The benefit this weekend was insanely, incredibly amazing. We were both moved to tears at different times. Our kids talked of how much love they felt from so many people. Daphnie summed it up by saying, "Mom, I don't really understand why, but there are a lot of people who love us." Indeed. We have never experienced anything quite so overwhelmingly wonderful in our lives. The effort put into the event, the incredible donations for the auction, the music, the food, the fact that so many people came.... The list goes on and on. Where do we start with giving thanks? How do we even say thank you? How do you show the proper amount of appreciation for this outpouring of love? These are questions I can't answer. I start to think about it and I'm brought to tears -- tears of gratitude. Know that every single person who was there (in person or in spirit) has changed our lives for the better. We are the lucky ones, we are blessed, we are lifted up and it is because of the love that all of you have shown us.

Amazing grace. We are humbled, we are thankful, we are loved and we thank you for that.

xoxo,
Felicia and Michael

Friday, December 30, 2011


As we wrap up the holiday season for 2011, I sit reflecting on it all. First thoughts are that life is so strange right now. There is all this "normal" floating around in a sea of crazy ocean. It's like there are two different lives going on in parallel. This regular life where we are on break from school and having christmas with the family - cooking, cleaning, laughing, playing. Then there is also this epic battle for life happening inside my husband while we just hang out together. So strange. If I get to thinking too much about it, I can get pretty stressed. So I clean, I organize, I stay busy. It's the quiet moments that are the hardest (luckily these types of moments are not too common in our house). People think I'm strong, that I have it all together. I can assure you that I am not, that there are many times I lose it, that I cave to feeling sorry for myself, that I lose faith briefly, that i feel defeated.  These aren't my proudest moments, but they exist. Somehow, through Grace, I am scooped back up and propped upright again, stronger. Sometimes it's my kids, sometimes it's friends, sometimes it's family, sometimes it's Michael who bring me this gift of strength.  All I know is each time I fall, I am lifted back up.  With each lift, I am reminded that I will never be left alone in grief.  Somehow I am given the strength to handle challenges that come my way. I have so much happiness in my life right now. The key to recognizing this most days is to stay in the present, don't fret about what the future holds, hold my faith high, keep friends and family close. Great life lessons for sure. What a gift.

Livestrong

Wednesday, December 7, 2011


Well, today is what I like to call Chapter 3: The Chemo Fight. In case you are keeping track... Chapter 1: The Diagnosis, Chapter 2: The Surgery.

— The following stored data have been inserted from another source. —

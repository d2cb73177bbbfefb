// イベント抽出
// デコードセッションのイベント列から延長戦の勝者を集める

use super::report_writer::ReportWriter;
use crate::core::{FileContext, OvertimeOutcome};
use crate::demo::DemoEvent;
use std::io::{self, Write};
use std::num::NonZeroU32;

#[derive(Debug, Clone, Copy, PartialEq, Eq)]
enum ExtractorState {
    Accumulating,
    /// 書き出し済み。以降は何も書かない
    Flushed,
}

/// 1ファイル分の延長戦結果を蓄積する
#[derive(Debug)]
pub struct OvertimeExtractor {
    outcomes: Vec<OvertimeOutcome>,
    state: ExtractorState,
}

impl Default for OvertimeExtractor {
    fn default() -> Self {
        Self::new()
    }
}

impl OvertimeExtractor {
    pub fn new() -> Self {
        Self {
            outcomes: Vec::new(),
            state: ExtractorState::Accumulating,
        }
    }

    /// イベントを1つ取り込む
    ///
    /// `overtime_count` はイベント取得直後のセッションの延長戦番号。
    /// 即時の書き出しが必要な場合（最終結果の表示）にtrueを返す。
    pub fn observe(&mut self, event: &DemoEvent, overtime_count: u32) -> bool {
        if self.is_flushed() {
            return false;
        }

        match event {
            DemoEvent::RoundEnd { winner } => {
                // 規定ラウンドは対象外
                if let Some(overtime_count) = NonZeroU32::new(overtime_count) {
                    self.outcomes.push(OvertimeOutcome {
                        overtime_count,
                        winner: *winner,
                    });
                }
                false
            }
            DemoEvent::WinPanelMatch => true,
        }
    }

    /// レポートを書き出す。2回目以降は何もしない
    ///
    /// 実際に書き出した場合にtrue。
    pub fn flush<W: Write>(
        &mut self,
        writer: &mut ReportWriter<W>,
        context: &FileContext,
    ) -> io::Result<bool> {
        if self.is_flushed() {
            return Ok(false);
        }
        writer.write_report(context, &self.outcomes)?;
        self.state = ExtractorState::Flushed;
        Ok(true)
    }

    pub fn is_flushed(&self) -> bool {
        self.state == ExtractorState::Flushed
    }

    pub fn outcomes(&self) -> &[OvertimeOutcome] {
        &self.outcomes
    }
}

Here we sit with the chemical cocktail coursing into Michael and letting his body know we aren't going to take this lying down. It's strange, really. We are in this big room with about 32 treatment chairs, about 1/4 of them full (so, how many chairs have people in them, how many are empty? Sorry, it's the math teacher in me) and we are all counting on this liquid drip stuff to save us/our loved ones. Weird. As I look around the room, I see that cancer really doesn't have a "type". It really does affect everyone. Young, old, all ethnicities -- we are all included in this club. As I type, the chairs start to fill. Each person carrying their own hope, grief, sadness, strength, faith. We are all together yet fighting our own battles. What a community we are.

livestrong indeed.

Friday, October 28, 2011

I met Michael when I was 21, still in college. We met on jan 6(1993) and I would have married him the night we met. Instead, we moved in together 2 months later.  He is my soul mate, my best friend and i knew it the moment we first met.  Yes, we are THAT kind of couple.  We are supposed to be that couple who dies very old, in our sleep, holding hands. That is the only way I choose to see it. It is the way it will be. This will be "that year Michael beat cancer".  They have either made an error on the severity or there is a better treatment out there. Something. I will not give up. I cannot. Our girls are depending on us.